Aim of this study was to develop and evaluate a software toolkit which allows for a fully automated body composition analysis in contrast enhanced ab. Use machine learning to train deep neural net to identify feature value.
A Comparison Of Deep Learning Performance Against Health Care
Body measurement deep learning. The authors of the paper have shared two models one is trained on the multi person dataset mpii and the other is trained on the coco dataset. This architecture won the coco keypoints challenge in 2016. Using the front end camera of any mobile device sizers proprietary computer vision technology precisely calculates a persons body measurements with the highest accuracy and utilizes deep learning algorithms to determine correct size recommendations for best fitting clothing. The confidence and affinity maps are parsed by greedy inference to produce the 2d keypoints for all people in the image. Because weight decay is ubiquitous in neural network optimization the deep learning framework makes it especially convenient integrating weight decay into the optimization algorithm itself for easy use in combination with any loss function. Create a deep neural network in which the input is pixel matrix.

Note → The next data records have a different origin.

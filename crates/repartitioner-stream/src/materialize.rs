//! Upserts re-keyed records into the keyed table.

use std::sync::Arc;

use tracing::debug;

use repartitioner_core::StreamRecord;
use repartitioner_table::KeyedTable;

use crate::error::StreamResult;
use crate::metrics::StageMetrics;

pub struct Materializer {
    table: KeyedTable,
    metrics: Arc<StageMetrics>,
}

impl Materializer {
    pub fn new(table: KeyedTable, metrics: Arc<StageMetrics>) -> Self {
        Self { table, metrics }
    }

    pub fn table(&self) -> &KeyedTable {
        &self.table
    }

    /// Upsert a re-keyed record. Keyless records are not materialized.
    ///
    /// Returns the changelog sequence of the write, if one happened.
    pub fn materialize(&self, record: &StreamRecord) -> StreamResult<Option<u64>> {
        let Some(key) = record.key.as_deref() else {
            debug!("keyless record not materialized");
            return Ok(None);
        };
        match self.table.upsert(key, &record.value) {
            Ok(seq) => {
                self.metrics.table_upsert();
                Ok(Some(seq))
            }
            Err(e) => {
                self.metrics.table_error();
                Err(e.into())
            }
        }
    }
}
//! Runtime state poller.
//!
//! Reads lifecycle state and live thread count from every runtime handle
//! the [`InstanceProvider`] knows about. Handles are in-process, so a poll
//! is a handful of atomic loads.

use std::collections::HashSet;
use std::sync::Arc;

use tracing::{debug, warn};

use repartitioner_core::{InstanceProvider, LifecycleState};

/// One instance as seen by a single poll.
#[derive(Debug, Clone, PartialEq, Eq)]
pub struct InstanceSnapshot {
    pub id: String,
    /// `None` when the instance has no runtime handle yet.
    pub lifecycle: Option<LifecycleState>,
    pub thread_count: usize,
}

/// Outcome of enumerating the runtime instances.
#[derive(Debug, Clone, PartialEq, Eq)]
pub enum PollResult {
    /// Nothing to monitor. Distinct from every instance being down.
    NoInstances,
    Instances(Vec<InstanceSnapshot>),
}

pub struct RuntimePoller {
    application: String,
    provider: Arc<dyn InstanceProvider>,
}

impl RuntimePoller {
    pub fn new(application: impl Into<String>, provider: Arc<dyn InstanceProvider>) -> Self {
        Self {
            application: application.into(),
            provider,
        }
    }

    pub fn application(&self) -> &str {
        &self.application
    }

    pub fn poll(&self) -> PollResult {
        let handles = self.provider.instances();
        if handles.is_empty() {
            debug!(application = %self.application, "no stream runtime instances to poll");
            return PollResult::NoInstances;
        }

        let mut seen = HashSet::with_capacity(handles.len());
        let snapshots = handles
            .into_iter()
            .enumerate()
            .map(|(ordinal, handle)| {
                let mut snapshot = match handle {
                    Some(rt) => InstanceSnapshot {
                        id: rt
                            .instance_id()
                            .unwrap_or_else(|| self.ordinal_id(ordinal)),
                        lifecycle: Some(rt.state()),
                        thread_count: rt.thread_count(),
                    },
                    None => InstanceSnapshot {
                        id: self.ordinal_id(ordinal),
                        lifecycle: None,
                        thread_count: 0,
                    },
                };
                // Ids key health details and rebalance timers; two instances must not share one.
                if !seen.insert(snapshot.id.clone()) {
                    let unique = format!("{}#{ordinal}", snapshot.id);
                    warn!(
                        application = %self.application,
                        instance = %snapshot.id,
                        ordinal,
                        reported_as = %unique,
                        "duplicate runtime instance id"
                    );
                    snapshot.id = unique;
                    seen.insert(snapshot.id.clone());
                }
                snapshot
            })
            .collect();

        PollResult::Instances(snapshots)
    }

    /// Fallback identifier, stable only while enumeration order is.
    fn ordinal_id(&self, ordinal: usize) -> String {
        format!("{}-topology-{ordinal}", self.application)
    }
}
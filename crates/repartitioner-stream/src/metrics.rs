//! Stage counters and Prometheus text exposition.
//!
//! Counters are plain atomics bumped from worker threads; a snapshot is
//! taken on demand for the `/metrics` endpoint.

use std::sync::atomic::{AtomicU64, Ordering};

/// Per-process counters for the rekey/cache/materialize topology.
#[derive(Debug, Default)]
pub struct StageMetrics {
    records_processed: AtomicU64,
    records_without_key: AtomicU64,
    cache_writes: AtomicU64,
    cache_hits: AtomicU64,
    cache_errors: AtomicU64,
    table_upserts: AtomicU64,
    table_errors: AtomicU64,
}

/// Point-in-time copy of [`StageMetrics`].
#[derive(Debug, Clone, Copy, PartialEq, Eq, Default)]
pub struct StageSnapshot {
    pub records_processed: u64,
    pub records_without_key: u64,
    pub cache_writes: u64,
    pub cache_hits: u64,
    pub cache_errors: u64,
    pub table_upserts: u64,
    pub table_errors: u64,
}

impl StageMetrics {
    pub fn new() -> Self {
        Self::default()
    }

    pub fn record_processed(&self) {
        self.records_processed.fetch_add(1, Ordering::Relaxed);
    }

    pub fn record_without_key(&self) {
        self.records_without_key.fetch_add(1, Ordering::Relaxed);
    }

    pub fn cache_write(&self) {
        self.cache_writes.fetch_add(1, Ordering::Relaxed);
    }

    pub fn cache_hit(&self) {
        self.cache_hits.fetch_add(1, Ordering::Relaxed);
    }

    pub fn cache_error(&self) {
        self.cache_errors.fetch_add(1, Ordering::Relaxed);
    }

    pub fn table_upsert(&self) {
        self.table_upserts.fetch_add(1, Ordering::Relaxed);
    }

    pub fn table_error(&self) {
        self.table_errors.fetch_add(1, Ordering::Relaxed);
    }

    pub fn snapshot(&self) -> StageSnapshot {
        StageSnapshot {
            records_processed: self.records_processed.load(Ordering::Relaxed),
            records_without_key: self.records_without_key.load(Ordering::Relaxed),
            cache_writes: self.cache_writes.load(Ordering::Relaxed),
            cache_hits: self.cache_hits.load(Ordering::Relaxed),
            cache_errors: self.cache_errors.load(Ordering::Relaxed),
            table_upserts: self.table_upserts.load(Ordering::Relaxed),
            table_errors: self.table_errors.load(Ordering::Relaxed),
        }
    }
}

impl StageSnapshot {
    /// Render the counters in Prometheus text format.
    pub fn render_prometheus(&self, application: &str) -> String {
        let counters: [(&str, &str, u64); 7] = [
            ("repartitioner_records_processed_total", "Records consumed from the input topic.", self.records_processed),
            ("repartitioner_records_without_key_total", "Records forwarded with no key.", self.records_without_key),
            ("repartitioner_cache_writes_total", "First-seen values written to the cache.", self.cache_writes),
            ("repartitioner_cache_hits_total", "Cache writes skipped because the key was present.", self.cache_hits),
            ("repartitioner_cache_errors_total", "Cache reads or writes that failed.", self.cache_errors),
            ("repartitioner_table_upserts_total", "Rows upserted into the keyed table.", self.table_upserts),
            ("repartitioner_table_errors_total", "Keyed table upserts that failed.", self.table_errors),
        ];

        let mut out = String::new();
        for (name, help, value) in counters {
            out.push_str(&format!("# HELP {name} {help}\n"));
            out.push_str(&format!("# TYPE {name} counter\n"));
            out.push_str(&format!("{name}{{application=\"{application}\"}} {value}\n"));
        }
        out
    }
}

#[cfg(test)]
mod tests {
    use super::*;

    #[test]
    fn counters_accumulate() {
        let m = StageMetrics::new();
        m.record_processed();
        m.record_processed();
        m.cache_write();
        m.cache_hit();
        m.cache_error();
        m.table_upsert();

        let snap = m.snapshot();
        assert_eq!(snap.records_processed, 2);
        assert_eq!(snap.cache_writes, 1);
        assert_eq!(snap.cache_hits, 1);
        assert_eq!(snap.cache_errors, 1);
        assert_eq!(snap.table_upserts, 1);
        assert_eq!(snap.table_errors, 0);
    }

    #[test]
    fn render_prometheus_format() {
        let snap = StageSnapshot {
            records_processed: 5,
            cache_writes: 3,
            ..Default::default()
        };
        let output = snap.render_prometheus("repartitioner");

        assert!(output.contains("# TYPE repartitioner_records_processed_total counter"));
        assert!(output.contains("repartitioner_records_processed_total{application=\"repartitioner\"} 5"));
        assert!(output.contains("repartitioner_cache_writes_total{application=\"repartitioner\"} 3"));
        assert!(output.contains("repartitioner_table_errors_total{application=\"repartitioner\"} 0"));
    }
}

If you do this successfully you are succeeded in your task. Use the neural network to identify various feature value weight x height yetc from neural network. 22 pre trained models for human pose estimation. Backgroundaim to train and validate the prediction performance of the deep learning dl model to predict visual field vf in central 10 from spectral domain optical coherence tomography sd oct. Methods this multicentre cross sectional study included paired humphrey field analyser hfa 10 2 vf and sd oct measurements from 591 eyes of 347 patients with open angle glaucoma oag or.